As a scientist, Albert Einstein is undoubtedly the most epic among 20th-century thinkers. Albert Einstein as a man, however, has been a much harder portrait to paint, and what we know of him as a husband, father, and friend is fragmentary at best. With Einstein: His Life and Universe, Walter Isaacson (author of the bestselling biographies Benjamin Franklin and Kissinger) brings Einstein's experience of life, love, and intellectual discovery into brilliant focus. The book is the first biography to tackle Einstein's enormous volume of personal correspondence that heretofore had been sealed from the public, and it's hard to imagine another book that could do such a richly textured and complicated life as Einstein's the same thoughtful justice. Isaacson is a master of the form and this latest opus is at once arresting and wonderfully revelatory. --Anne Bartholomew

Read "The Light-Beam Rider," the first chapter of Walter Isaacson's Einstein: His Life and Universe.
Five Questions for Walter Isaacson

Amazon.com: What kind of scientific education did you have to give yourself to be able to understand and explain Einstein's ideas?

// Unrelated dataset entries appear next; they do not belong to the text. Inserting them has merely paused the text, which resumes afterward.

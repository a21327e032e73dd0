//! Initial schema: users, groups, posts, comments, follows.

use sea_orm_migration::prelude::*;

#[derive(DeriveMigrationName)]
pub struct Migration;

#[async_trait::async_trait]
impl MigrationTrait for Migration {
    async fn up(&self, manager: &SchemaManager) -> Result<(), DbErr> {
        manager
            .create_table(
                Table::create()
                    .table(Users::Table)
                    .if_not_exists()
                    .col(ColumnDef::new(Users::Id).uuid().not_null().primary_key())
                    .col(
                        ColumnDef::new(Users::Username)
                            .string()
                            .not_null()
                            .unique_key(),
                    )
                    .col(ColumnDef::new(Users::Email).string().not_null())
                    .col(ColumnDef::new(Users::PasswordHash).string().not_null())
                    .col(
                        ColumnDef::new(Users::CreatedAt)
                            .timestamp_with_time_zone()
                            .not_null(),
                    )
                    .to_owned(),
            )
            .await?;

        manager
            .create_table(
                Table::create()
                    .table(Groups::Table)
                    .if_not_exists()
                    .col(ColumnDef::new(Groups::Id).uuid().not_null().primary_key())
                    .col(ColumnDef::new(Groups::Title).string().not_null())
                    .col(
                        ColumnDef::new(Groups::Slug)
                            .string()
                            .not_null()
                            .unique_key(),
                    )
                    .col(ColumnDef::new(Groups::Description).text().not_null())
                    .col(
                        ColumnDef::new(Groups::CreatedAt)
                            .timestamp_with_time_zone()
                            .not_null(),
                    )
                    .to_owned(),
            )
            .await?;

        manager
            .create_table(
                Table::create()
                    .table(Posts::Table)
                    .if_not_exists()
                    .col(ColumnDef::new(Posts::Id).uuid().not_null().primary_key())
                    .col(ColumnDef::new(Posts::AuthorId).uuid().not_null())
                    .col(ColumnDef::new(Posts::GroupId).uuid().null())
                    .col(ColumnDef::new(Posts::Text).text().not_null())
                    .col(ColumnDef::new(Posts::ImageUrl).string().null())
                    .col(
                        ColumnDef::new(Posts::CreatedAt)
                            .timestamp_with_time_zone()
                            .not_null(),
                    )
                    .col(
                        ColumnDef::new(Posts::UpdatedAt)
                            .timestamp_with_time_zone()
                            .not_null(),
                    )
                    .foreign_key(
                        ForeignKey::create()
                            .name("fk-posts-author")
                            .from(Posts::Table, Posts::AuthorId)
                            .to(Users::Table, Users::Id)
                            .on_delete(ForeignKeyAction::Cascade),
                    )
                    .foreign_key(
                        ForeignKey::create()
                            .name("fk-posts-group")
                            .from(Posts::Table, Posts::GroupId)
                            .to(Groups::Table, Groups::Id)
                            .on_delete(ForeignKeyAction::SetNull),
                    )
                    .to_owned(),
            )
            .await?;

        // The feed queries order by creation time.
        manager
            .create_index(
                Index::create()
                    .name("idx-posts-created-at")
                    .table(Posts::Table)
                    .col(Posts::CreatedAt)
                    .to_owned(),
            )
            .await?;

        manager
            .create_table(
                Table::create()
                    .table(Comments::Table)
                    .if_not_exists()
                    .col(ColumnDef::new(Comments::Id).uuid().not_null().primary_key())
                    .col(ColumnDef::new(Comments::PostId).uuid().not_null())
                    .col(ColumnDef::new(Comments::AuthorId).uuid().not_null())
                    .col(ColumnDef::new(Comments::Text).text().not_null())
                    .col(
                        ColumnDef::new(Comments::CreatedAt)
                            .timestamp_with_time_zone()
                            .not_null(),
                    )
                    .foreign_key(
                        ForeignKey::create()
                            .name("fk-comments-post")
                            .from(Comments::Table, Comments::PostId)
                            .to(Posts::Table, Posts::Id)
                            .on_delete(ForeignKeyAction::Cascade),
                    )
                    .foreign_key(
                        ForeignKey::create()
                            .name("fk-comments-author")
                            .from(Comments::Table, Comments::AuthorId)
                            .to(Users::Table, Users::Id)
                            .on_delete(ForeignKeyAction::Cascade),
                    )
                    .to_owned(),
            )
            .await?;

        manager
            .create_table(
                Table::create()
                    .table(Follows::Table)
                    .if_not_exists()
                    .col(ColumnDef::new(Follows::Id).uuid().not_null().primary_key())
                    .col(ColumnDef::new(Follows::UserId).uuid().not_null())
                    .col(ColumnDef::new(Follows::AuthorId).uuid().not_null())
                    .col(
                        ColumnDef::new(Follows::CreatedAt)
                            .timestamp_with_time_zone()
                            .not_null(),
                    )
                    .foreign_key(
                        ForeignKey::create()
                            .name("fk-follows-user")
                            .from(Follows::Table, Follows::UserId)
                            .to(Users::Table, Users::Id)
                            .on_delete(ForeignKeyAction::Cascade),
                    )
                    .foreign_key(
                        ForeignKey::create()
                            .name("fk-follows-author")
                            .from(Follows::Table, Follows::AuthorId)
                            .to(Users::Table, Users::Id)
                            .on_delete(ForeignKeyAction::Cascade),
                    )
                    .to_owned(),
            )
            .await?;

        // One subscription per (user, author) pair.
        manager
            .create_index(
                Index::create()
                    .name("idx-follows-user-author")
                    .table(Follows::Table)
                    .col(Follows::UserId)
                    .col(Follows::AuthorId)
                    .unique()
                    .to_owned(),
            )
            .await
    }

    async fn down(&self, manager: &SchemaManager) -> Result<(), DbErr> {
        manager
            .drop_table(Table::drop().table(Follows::Table).to_owned())
            .await?;
        manager
            .drop_table(Table::drop().table(Comments::Table).to_owned())
            .await?;
        manager
            .drop_table(Table::drop().table(Posts::Table).to_owned())
            .await?;
        manager
            .drop_table(Table::drop().table(Groups::Table).to_owned())
            .await?;
        manager
            .drop_table(Table::drop().table(Users::Table).to_owned())
            .await
    }
}

#[derive(Iden)]
enum Users {
    Table,
    Id,
    Username,
    Email,
    PasswordHash,
    CreatedAt,
}

#[derive(Iden)]
enum Groups {
    Table,
    Id,
    Title,
    Slug,
    Description,
    CreatedAt,
}

#[derive(Iden)]
enum Posts {
    Table,
    Id,
    AuthorId,
    GroupId,
    Text,
    ImageUrl,
    CreatedAt,
    UpdatedAt,
}

#[derive(Iden)]
enum Comments {
    Table,
    Id,
    PostId,
    AuthorId,
    Text,
    CreatedAt,
}

#[derive(Iden)]
enum Follows {
    Table,
    Id,
    UserId,
    AuthorId,
    CreatedAt,
}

Isaacson: I've always loved science, and I had a group of great physicists--such as Brian Greene, Lawrence Krauss, and Murray Gell-Mann--who tutored me, helped me learn the physics, and checked various versions of my book. I also learned the tensor calculus underlying general relativity, but tried to avoid spending too much time on it in the book. I wanted to capture the imaginative beauty of Einstein's scientific leaps, but I hope folks who want to delve more deeply into the science will read Einstein books by such scientists as Abraham Pais, Jeremy Bernstein, Brian Greene, and others.

Amazon.com: That Einstein was a clerk in the Swiss Patent Office when he revolutionized our understanding of the physical world has often been treated as ironic or even absurd. But you argue that in many ways his time there fostered his discoveries. Could you explain?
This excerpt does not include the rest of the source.